I graduated from college in May and moved the next day to Nashville, Tennessee. I really have no idea why I moved here other than some sort of compulsion I felt to come out this way. Almost two years ago I somewhat knew in the back of my head I would like to take a year off before pursuing more education. I don’t know if I believed I’d be burned out or what, but such a prophecy was somewhat accurate because by the time this summer rolled around, I felt like I definitely needed a hiatus from the classroom. However, now that the end of August is rolling around and many of my younger friends are headed back to college to begin another academic year, I can confidently say I wish I were doing the same. I’m not second guessing my decision to take a year off necessarily, but I definitely miss the classroom. It’s such a unique environment—one not easily replicated or found in any other discipline.
The main reason I’m not second guessing, though, lends to the second compulsion I felt for moving to Nashville, and that was I felt like God was telling me to go to this city for a year. I can’t explain why, but I just did. Even though home is where the heart is, I’d been in the Dallas metropolitan area for over nineteen years of my life and didn’t feel it was the place to go. I’d also been in Arkansas for four straight years and knew I wanted to get out of that state. Unfortunately that comes with the price of leaving many people you love, and trust me—there are many people back in nowhere Searcy, Arkansas, I miss terribly.
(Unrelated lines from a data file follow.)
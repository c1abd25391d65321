//! Core type definitions for unitwork.

use serde::{Deserialize, Serialize};
use std::fmt;
use std::sync::Arc;

/// Unique identifier for a transaction within a session.
///
/// Transaction IDs are monotonically increasing and never reused.
#[derive(Debug, Clone, Copy, PartialEq, Eq, PartialOrd, Ord, Hash)]
pub struct TransactionId(pub u64);

impl TransactionId {
    /// Creates a new transaction ID.
    #[must_use]
    pub const fn new(id: u64) -> Self {
        Self(id)
    }

    /// Returns the raw ID value.
    #[must_use]
    pub const fn as_u64(self) -> u64 {
        self.0
    }

    /// Returns the next transaction ID.
    #[must_use]
    pub const fn next(self) -> Self {
        Self(self.0 + 1)
    }
}

impl fmt::Display for TransactionId {
    fn fmt(&self, f: &mut fmt::Formatter<'_>) -> fmt::Result {
        write!(f, "tx:{}", self.0)
    }
}

/// Name of an entity type.
///
/// Class IDs are shared strings, so cloning one is a reference-count bump.
#[derive(Debug, Clone, PartialEq, Eq, PartialOrd, Ord, Hash, Serialize, Deserialize)]
pub struct ClassId(Arc<str>);

impl ClassId {
    /// Creates a class ID from a type name.
    #[must_use]
    pub fn new(name: impl Into<Arc<str>>) -> Self {
        Self(name.into())
    }

    /// Returns the type name.
    #[must_use]
    pub fn as_str(&self) -> &str {
        &self.0
    }
}

impl fmt::Display for ClassId {
    fn fmt(&self, f: &mut fmt::Formatter<'_>) -> fmt::Result {
        f.write_str(&self.0)
    }
}

impl From<&str> for ClassId {
    fn from(name: &str) -> Self {
        Self::new(name)
    }
}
So when people ask me why I moved here, I don’t give them that long explanation laid out in the two previous paragraphs. Instead, I simply look at them and say, “I don’t know.” And I don’t say that despairingly or pessimistically. It’s just honesty. I really have no idea why I moved out here. I had no grandiose plans or expectations. I was incapable of having any of those, simply from the fact I knew very few people here ahead of time and didn’t have a job lined up. That right there screams unorthodoxy in terms of what people do post-undergrad, but I tend to do things by the seat of my pants anyway, so why be routine just because I walked across the stage?
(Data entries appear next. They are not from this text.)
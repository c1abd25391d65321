//! Session configuration.

/// Configuration for a [`crate::Session`].
#[derive(Debug, Clone)]
pub struct Config {
    /// Maximum number of nested transactions, root included.
    pub max_hierarchy_depth: usize,

    /// Whether deletes also clear unidirectional references held by other
    /// loaded entities.
    pub fix_up_unidirectional_references: bool,

    /// History bound for lifecycle feeds created by the session.
    pub feed_history: usize,

    /// Whether unloading an identity unknown to every level is an error.
    pub strict_unload: bool,
}

impl Default for Config {
    fn default() -> Self {
        Self {
            max_hierarchy_depth: 16,
            fix_up_unidirectional_references: true,
            feed_history: 1024,
            strict_unload: false,
        }
    }
}

impl Config {
    /// Creates a new configuration with default values.
    #[must_use]
    pub fn new() -> Self {
        Self::default()
    }

    /// Sets the maximum hierarchy depth.
    #[must_use]
    pub const fn max_hierarchy_depth(mut self, depth: usize) -> Self {
        self.max_hierarchy_depth = depth;
        self
    }

    /// Sets whether unidirectional references are fixed up on delete.
    #[must_use]
    pub const fn fix_up_unidirectional_references(mut self, value: bool) -> Self {
        self.fix_up_unidirectional_references = value;
        self
    }

    /// Sets the lifecycle feed history bound.
    #[must_use]
    pub const fn feed_history(mut self, size: usize) -> Self {
        self.feed_history = size;
        self
    }

    /// Sets whether unloading unknown identities is an error.
    #[must_use]
    pub const fn strict_unload(mut self, value: bool) -> Self {
        self.strict_unload = value;
        self
    }
}

#[cfg(test)]
mod tests {
    use super::*;

    #[test]
    fn default_config() {
        let config = Config::default();
        assert_eq!(config.max_hierarchy_depth, 16);
        assert!(config.fix_up_unidirectional_references);
        assert!(!config.strict_unload);
    }

    #[test]
    fn builder_pattern() {
        let config = Config::new()
            .max_hierarchy_depth(3)
            .fix_up_unidirectional_references(false)
            .strict_unload(true)
            .feed_history(8);

        assert_eq!(config.max_hierarchy_depth, 3);
        assert!(!config.fix_up_unidirectional_references);
        assert!(config.strict_unload);
        assert_eq!(config.feed_history, 8);
    }
}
After I tell people, “I don’t know,” I mention to them how I felt like God was saying, “Go to Nashville for a year,” enough so that I went ahead and got a twelve-month lease on my apartment, the likes of which will most likely hold me to keeping my commitment because I am too poor to break the two-month’s-rent penalty fee should I bail out earlier than next May. All of this while still jobless. Including the seven weeks of school in Arkansas and the first six weeks in Nashville, I’d filled out some eighty job applications and submitted just my résumé to another twenty businesses. Out of that I got about five interviews, one of which was sarcastically chronicled in an earlier article on this blog. Some of them were jobs I felt very confident I could get, which is saying something when you have an English degree and aren’t really qualified to do anything except read and write. I’m really not even qualified to teach since I didn’t get an education certificate, but I applied to private schools nonetheless.
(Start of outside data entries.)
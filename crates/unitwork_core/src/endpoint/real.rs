//! Real end-points.

use crate::endpoint::RelationEndPointId;
use crate::entity::EntityId;

/// An end-point that stores its reference value directly.
#[derive(Debug, Clone, PartialEq)]
pub struct RealEndPoint {
    id: RelationEndPointId,
    opposite: Option<EntityId>,
    original: Option<EntityId>,
}

impl RealEndPoint {
    /// Creates a real end-point whose loaded value is `opposite`.
    #[must_use]
    pub fn new(id: RelationEndPointId, opposite: Option<EntityId>) -> Self {
        Self {
            id,
            original: opposite.clone(),
            opposite,
        }
    }

    /// Creates a real end-point for a new entity with a changed value.
    #[must_use]
    pub(crate) fn with_original(
        id: RelationEndPointId,
        opposite: Option<EntityId>,
        original: Option<EntityId>,
    ) -> Self {
        Self {
            id,
            opposite,
            original,
        }
    }

    /// Returns the end-point id.
    #[must_use]
    pub fn id(&self) -> &RelationEndPointId {
        &self.id
    }

    /// Returns the referenced entity.
    #[must_use]
    pub fn opposite(&self) -> Option<&EntityId> {
        self.opposite.as_ref()
    }

    /// Returns the loaded value.
    #[must_use]
    pub fn original_opposite(&self) -> Option<&EntityId> {
        self.original.as_ref()
    }

    /// Returns true if the value differs from the loaded one.
    #[must_use]
    pub fn has_changed(&self) -> bool {
        self.opposite != self.original
    }

    /// Replaces the referenced entity.
    pub fn set_opposite(&mut self, opposite: Option<EntityId>) {
        self.opposite = opposite;
    }

    pub(crate) fn commit(&mut self) {
        self.original = self.opposite.clone();
    }

    pub(crate) fn rollback(&mut self) {
        self.opposite = self.original.clone();
    }
}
One school got back to me because they were desperate for an English teacher with only three weeks before class started. I interviewed with the principal and felt that it had all gone very well. He and I were very much on the same page in terms of educational expectations for high schoolers, I came across as confident, and I thought I represented myself very well. However, I knew I never had a shot when I saw their application he wanted me to fill out, the likes of which had a loaded question on it (the very first question, mind you): “Are you a faithful member of the Church of Christ?” I instantly knew that upon filling that question out in honesty (which would be a resounding, “No, I am not.”) they would not hire me. Such is often the nature of private Church of Christ schools, whether collegiate or lower. I thought about lying on the application, but eventually decided against it. If this were a place God really wanted me, then he would work through the legalism and sectarianism. Apparently it was not where God wanted me, though, for a week later I got an e-mail telling me they were not pursuing my application due to the Board of Director’s policy against hiring people not affiliated with the Churches of Christ.
To say I was upset at first would be true. But I soon saw the element of grace in the situation (which is an aspect always existing in every circumstance of life—sometimes harder to find than in other times, but there nevertheless). God will put me where I can thrive. He will not place me in an environment not conducive to my thriving for him. And so, knowing that this private school was not the place I needed to be and would have (most likely) been frustrated at it, he saved me from it. Does it lessen the sting of having the door shut in one’s face? No. Does it make it easier to not take the shun personally? Not a bit, but it’s okay. Time heals all frustrations.
I also had an interview with Thomas Nelson publishing, another one of the few jobs for which I actually felt qualified. That one-on-one with them went extremely well, lasting over an hour. You can’t tell me that’s not a good sign. However, nothing has come of it. As far as I know, they have me first and foremost in their mind if and when new job opportunities come up with them (publishing houses were hit very hard by the recession and are just now starting to recover and add positions), but as of now I have heard nothing.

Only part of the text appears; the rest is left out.